Saturday, November 8, 2014: 1:45 PM-3:15 PM
Aztec (Convention Center)
*Names in bold indicate Presenter
Panel Organizers: Veronica Katz, University of Virginia
Panel Chairs: Alexandra Resch, Mathematica Policy Research
Discussants: Dan Goldhaber, University of Washington and Matthew Kraft, Brown University
There is a well-established literature identifying teachers as the most important school factor influencing student outcomes (Chetty, Friedman, & Rockoff, 2011; Rivkin, Hanushek, & Kain, 2005; Rockoff, 2004). While recent literature suggests that traditional measures of teacher quality such as credentials and additional degrees have little bearing on student performance (Boyd et al., 2009; Rockoff, Jacob, Kane, & Staiger, 2011), specific and consistent evidence about factors that do contribute positively to quality teaching have been harder to identify. In addition, the question of how to identify quality teachers presents a two-fold challenge: recognizing a successful teacher from the point of hire, and determining the qualities that contribute to student success in the classroom. In an effort to address these twin areas of concern and improve student achievement, the District of Columbia Public Schools (DCPS) has made efforts to both reduce uncertainty about teacher quality in its hiring system, as well as to more systematically identify, encourage and retain exceptional classroom teachers. By overhauling both the teacher hiring system as well as the teacher evaluation and compensation systems, DCPS has attempted to create better mechanisms and incentives for recruiting, retaining, and developing high quality teachers in its schools. Ultimately, DCPS expects these efforts will result in improved student achievement.

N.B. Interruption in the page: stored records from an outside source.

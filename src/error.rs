use thiserror::Error;

/// Error types for the fallible string operations
#[derive(Error, Debug, Clone, PartialEq, Eq)]
pub enum StringsError {
    // Caller errors
    #[error("Invalid argument: {message}")]
    InvalidArgument { message: String },

    // Resource errors
    #[error("Capacity exceeded: requested {requested} bytes, limit is {limit}")]
    CapacityExceeded { requested: u128, limit: usize },

    // Configuration errors
    #[error("Configuration error: {message}")]
    Configuration { message: String },
}

impl StringsError {
    /// Create an invalid argument error
    pub fn invalid_argument(message: impl Into<String>) -> Self {
        Self::InvalidArgument { message: message.into() }
    }

    /// Create a capacity error
    pub fn capacity_exceeded(requested: u128, limit: usize) -> Self {
        Self::CapacityExceeded { requested, limit }
    }

    /// Create a configuration error
    pub fn config(message: impl Into<String>) -> Self {
        Self::Configuration { message: message.into() }
    }

    /// Check if the caller can recover, e.g. with a smaller count or a raised limit
    pub fn is_recoverable(&self) -> bool {
        match self {
            Self::CapacityExceeded { .. } => true,
            Self::InvalidArgument { .. } | Self::Configuration { .. } => false,
        }
    }

    /// Get error category for logging
    pub fn category(&self) -> &'static str {
        match self {
            Self::InvalidArgument { .. } => "argument",
            Self::CapacityExceeded { .. } => "capacity",
            Self::Configuration { .. } => "configuration",
        }
    }
}

/// Result type alias for the fallible string operations
pub type StringsResult<T> = std::result::Result<T, StringsError>;

impl From<toml::de::Error> for StringsError {
    fn from(err: toml::de::Error) -> Self {
        Self::Configuration { message: err.to_string() }
    }
}

impl From<toml::ser::Error> for StringsError {
    fn from(err: toml::ser::Error) -> Self {
        Self::Configuration { message: err.to_string() }
    }
}
use std::borrow::Cow;

use super::StringUtils;

impl StringUtils {
    /// Prepend `pad_char` until `text` is at least `min_length` characters long.
    ///
    /// Length is counted in `char`s, so `"é"` has length 1. Text that is
    /// already long enough, or a zero or negative `min_length`, is returned
    /// borrowed and unchanged.
    pub fn pad_start(text: &str, min_length: isize, pad_char: char) -> Cow<'_, str> {
        match padding_needed(text, min_length) {
            0 => Cow::Borrowed(text),
            missing => {
                let mut padded = String::with_capacity(text.len() + missing * pad_char.len_utf8());
                padded.extend(std::iter::repeat(pad_char).take(missing));
                padded.push_str(text);
                Cow::Owned(padded)
            }
        }
    }

    /// Append `pad_char` until `text` is at least `min_length` characters long.
    ///
    /// Same length convention as [`StringUtils::pad_start`].
    pub fn pad_end(text: &str, min_length: isize, pad_char: char) -> Cow<'_, str> {
        match padding_needed(text, min_length) {
            0 => Cow::Borrowed(text),
            missing => {
                let mut padded = String::with_capacity(text.len() + missing * pad_char.len_utf8());
                padded.push_str(text);
                padded.extend(std::iter::repeat(pad_char).take(missing));
                Cow::Owned(padded)
            }
        }
    }
}

/// Number of pad characters required to reach `min_length`
fn padding_needed(text: &str, min_length: isize) -> usize {
    let Ok(min_length) = usize::try_from(min_length) else {
        return 0;
    };
    min_length.saturating_sub(text.chars().count())
}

This panel presents a series of papers that each address a different question about the results of the policy changes made in DCPS. Beginning with teacher selection, the first paper seeks to investigate how the collection of unique and rich data during the hiring process contributed to who was hired in the district, as well as whether those factors served to predict classroom performance in the early years of teaching. Turning to teacher performance, the second paper evaluates whether IMPACT, a newly structured evaluation system that provided substantive feedback to teachers, served to induce growth and learning among teachers, as well as which competencies teachers were and were not able to change in response to feedback and incentives. Uniting teacher quality with student achievement, the third paper assesses whether differential patterns of policy-induced teacher mobility within DCPS (e.g., voluntary attrition, forced separation) influence the patterns of student achievement within affected school-grade cells. Finally, focusing solely on student achievement, the fourth paper compares changes in test-based performance in DCPS before and after IMPACT to contemporaneous changes in DC charter schools, comparable schools in two urban Maryland districts, as well as districts participating in the National Assessment of Educational Progress Trial Urban District Assessment (NAEP TUDA).
Together, these papers provide a comprehensive perspective on a seminal policy initiative that seeks to improve a major urban school district through focused and multi-dimensional efforts related to teacher effectiveness. Moreover, although all these papers are specific to DCPS, the reforms they study are a leading and much-watched example of similar policy initiatives currently being implemented in school districts throughout the United States.